Sono tanti i temi sul tavolo dell’atteso bilaterale di Pechino tra Xi Jinping e Donald Trump: dai dazi ai chip, fino alle terre rare e alla guerra all’Iran, senza dimenticare la questione di Taiwan. Sollevata in apertura dell’incontro dal presidente cinese, che l’ha definita «la più importante nelle relazioni tra Pechino e Washington», per poi avvertire: «Se gestite bene, le relazioni bilaterali possono garantire una stabilità generale. Se gestite male, i due Paesi potrebbero scontrarsi o addirittura entrare in conflitto, spingendo l’intero rapporto sino-americano in una situazione molto pericolosa». L’indipendenza di Taiwan e la pace nello Stretto di Formosa, ha ribadito Xi, «sono incompatibili».
Xi cita la trappola di Tucidide e le guerre del Peloponneso
«Se Cina e Stati Uniti riusciranno a superare la “trappola di Tucidide” e a inaugurare un nuovo paradigma nelle relazioni tra le grandi potenze; se saremo in grado di unire le forze per affrontare le sfide globali e infondere maggiore stabilità nel mondo; se saremo in grado di rispondere al benessere dei nostri due popoli e al futuro e al destino dell’umanità, e di creare insieme un futuro radioso per le relazioni bilaterali: queste, si potrebbe dire, sono domande di storia, domande del mondo e domande dei popoli», ha dichiarato inoltre Xi.
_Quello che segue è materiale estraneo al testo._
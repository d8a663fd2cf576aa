// Download pipeline - resolve, select quality, download, log history

pub mod backends;
pub mod config;
pub mod errors;
pub mod estimate;
pub mod history;
pub mod models;
pub mod quality;
pub mod resolver;
pub mod session;
pub mod traits;
pub mod utils;

pub use config::DownloadConfig;
pub use errors::{FetchError, HistoryError, SessionError};
pub use history::HistoryStore;
pub use models::{
    DownloadResult, DownloadStatus, DownloadedFile, FormatSpec, Item, MediaSource, Mode,
    QualityChoice, Session,
};
pub use resolver::ItemResolver;
pub use session::DownloadSession;
pub use traits::{Fetcher, LogObserver, ProgressObserver};
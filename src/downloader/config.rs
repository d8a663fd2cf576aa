// Session configuration and platform defaults

use std::path::{Path, PathBuf};

/// Configuration threaded through one download session
#[derive(Debug, Clone)]
pub struct DownloadConfig {
    /// Directory downloads land in; created if absent
    pub save_path: PathBuf,

    /// Path to a cookies.txt file, already validated to exist
    pub cookie_file: Option<PathBuf>,

    /// Force current mtime on downloaded files instead of preserving the
    /// source-reported timestamp
    pub force_current_mtime: bool,

    /// Timeout for a single item's download, seconds
    pub download_timeout_seconds: u64,
}

impl Default for DownloadConfig {
    fn default() -> Self {
        Self {
            save_path: default_save_path(),
            cookie_file: None,
            force_current_mtime: false,
            download_timeout_seconds: 6 * 60 * 60,
        }
    }
}

impl DownloadConfig {
    pub fn with_save_path(mut self, path: PathBuf) -> Self {
        self.save_path = path;
        self
    }

    /// Accepts a cookie file path only if it exists; a missing file is a
    /// warning, never a failure, and the session proceeds unauthenticated.
    pub fn with_cookie_file(mut self, path: Option<PathBuf>) -> Self {
        self.cookie_file = path.and_then(|p| validated_cookie_file(&p));
        self
    }

    pub fn with_force_current_mtime(mut self, force: bool) -> Self {
        self.force_current_mtime = force;
        self
    }

    /// The cumulative history file lives next to the downloads
    pub fn history_file(&self) -> PathBuf {
        self.save_path.join("download_history.json")
    }
}

/// Default save directory for the current platform. Pure detection, no
/// filesystem writes.
pub fn default_save_path() -> PathBuf {
    // Termux exposes shared storage under /storage/emulated/0
    if std::env::var_os("ANDROID_STORAGE").is_some() {
        return PathBuf::from("/storage/emulated/0/Download/termux");
    }

    dirs::download_dir()
        .or_else(|| dirs::home_dir().map(|h| h.join("Downloads")))
        .unwrap_or_else(|| PathBuf::from("."))
        .join("video_downloader")
}

fn validated_cookie_file(path: &Path) -> Option<PathBuf> {
    if path.is_file() {
        log::info!("Using cookies from: {}", path.display());
        Some(path.to_path_buf())
    } else {
        log::warn!("Cookie file not found: {}", path.display());
        None
    }
}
La “Trappola di Tucidide” è un concetto geopolitico che descrive la tendenza strutturale al conflitto quando una potenza emergente minaccia di spodestarne una egemone consolidata. L’espressione, coniata dal politologo Graham Allison, trae ispirazione da Guerra del Peloponneso di Tucidide, resoconto del conflitto che si tenne nel V secolo a.C. tra Atene (in ascesa) e Sparta (già una potenza).

Trump smorza: «Avremo un futuro fantastico insieme»
Da parte sua, Trump durante i saluti iniziali del bilaterale ha parlato di «fantastico rapporto» con Xi, definendo il presidente cinese «un grande leader» di cui ha «enorme rispetto», aggiungendo: «Avremo un futuro fantastico insieme». È la prima visita di un presidente americano in Cina da quella compiuta dallo stesso Trump a novembre del 2017. Tra gli obiettivi principali della Casa Bianca possibili accordi nei settori dell’agricoltura e, probabilmente, la conferma di un maxi ordine di aerei Boeing da parte di Pechino.